300 appointments successfully completed in trial to determine optimal iron treatments for pregnant women.
Final patient in the trial, pictured with study coordinator Dr Natalie Aboustate.
Researchers at the Lyell McEwin Hospital who are looking at optimal iron treatments for pregnant women have reached a significant milestone in their trial with all 300 patients finishing their appointments.
Iron deficiency is a very common condition amongst pregnant women and can be associated with many risks and potential complications if left untreated.
This study, which began in 2015 and saw biomarkers collected from the 300 participants at four stages of their pregnancy (including delivery), aims to make recommendations around future iron treatments in pregnant women and ensure the safety and long-term outcome of both mum and baby.
“Iron deficiency during pregnancy is critical to diagnose and treat because it can lead to poor outcomes for the mother and can also be detrimental to her child’s development,” said study coordinator Dr Natalie Aboustate.

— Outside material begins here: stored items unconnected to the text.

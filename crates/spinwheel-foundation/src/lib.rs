//! Foundation layer for Spinwheel pickers.
//!
//! Everything in this crate is independent of gestures and timing:
//! - [`CellReusePool`] - identifier-keyed free lists of retired cells
//! - [`ColumnGeometry`] - pure per-column viewport math
//! - [`VirtualColumn`] - virtualized cell diffing for one column
//! - [`fade_alpha`] - alpha falloff around the centered row

pub mod cell;
pub mod collections;
pub mod error;
pub mod graphics;
pub mod reuse_pool;
pub mod viewport;
pub mod virtualize;

pub use cell::*;
pub use error::*;
pub use graphics::*;
pub use reuse_pool::*;
pub use viewport::*;
pub use virtualize::*;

“Intravenous (IV) iron is an effective treatment option for iron deficiency and we are seeking to determine the dose of IV iron necessary to sustain optimal ferritin levels (the amount of iron in the blood) during the short to long-term perinatal period.”
“Our ultimate aim is to optimise future iron treatments in pregnant women and ensure maternal and foetal safety and long-term outcomes.”
The Hospital Research Foundation is proud to be supporting the next stage of the study, which will include biological analysis of all the biomarkers collected from the patients.
“This analysis is incredibly important because it will allow us to characterise various aspects of iron metabolism during and after pregnancy, much of which is currently unknown.
“All of this research is aimed at improving health and pregnancy outcomes for mothers and their children.”
We look forward to keeping you updated on this exciting research!